PROBLEM: Search each line below for "FromPrimitive", then return the lines where it appears.

(Stored items)
use as7331::{Error, Gain, IntegrationTime};
use clap::{Args, Parser, Subcommand};
use num_traits::FromPrimitive;

use crate::{bus::BusConf, output::Output};

#[derive(Parser)]
#[clap(author, version, about, long_about = None)]
pub struct Cli {
    #[clap(subcommand)]
    pub command: Commands,
}

#[derive(Subcommand)]
pub enum Commands {
    /// Lists I2C character devices present on this machine
    List,
    /// Takes one auto-ranged measurement
    Read(ReadConf),
    /// Keeps measuring at a fixed interval
    Watch(WatchConf),
    /// Takes one measurement at explicit settings, no auto-ranging
    Raw(RawConf),
}

#[derive(Args)]
pub struct ReadConf {
    /// Also read the uncalibrated UVC channel
    #[clap(long)]
    pub uvc: bool,

    /// Attempt ceiling for the ranging loop
    #[clap(long, value_parser)]
    pub max_attempts: Option<u8>,

    #[clap(flatten)]
    pub output: Output,

    #[clap(flatten)]
    pub bus: BusConf,
}

#[derive(Args)]
pub struct WatchConf {
    /// Seconds between measurements
    #[clap(short, long, value_parser, default_value = "2")]
    pub interval: u64,

    /// Stop after this many measurements
    #[clap(short, long, value_parser)]
    pub count: Option<usize>,

    #[clap(flatten)]
    pub read: ReadConf,
}

#[derive(Args)]
pub struct RawConf {
    /// Gain multiplier (1, 2, 4, ... 2048)
    #[clap(long, value_parser = parse_gain, default_value = "1")]
    pub gain: Gain,

    /// Integration time in milliseconds (1, 2, 4, ... 64)
    #[clap(long, value_parser = parse_integration_time, default_value = "64")]
    pub time: IntegrationTime,

    /// Also read the uncalibrated UVC channel
    #[clap(long)]
    pub uvc: bool,

    #[clap(flatten)]
    pub output: Output,

    #[clap(flatten)]
    pub bus: BusConf,
}

fn parse_gain(s: &str) -> Result<Gain, Error> {
    s.parse::<u32>()
        .ok()
        .filter(|m| m.is_power_of_two())
        .and_then(|m| FromPrimitive::from_u32(m.trailing_zeros()))
        .ok_or(Error::InvalidConfig)
}

fn parse_integration_time(s: &str) -> Result<IntegrationTime, Error> {
    s.parse::<u32>()
        .ok()
        .filter(|ms| ms.is_power_of_two())
        .and_then(|ms| FromPrimitive::from_u32(ms.trailing_zeros()))
        .ok_or(Error::InvalidConfig)
}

TASK ANSWER:
use num_traits::FromPrimitive;
        .and_then(|m| FromPrimitive::from_u32(m.trailing_zeros()))
        .and_then(|ms| FromPrimitive::from_u32(ms.trailing_zeros()))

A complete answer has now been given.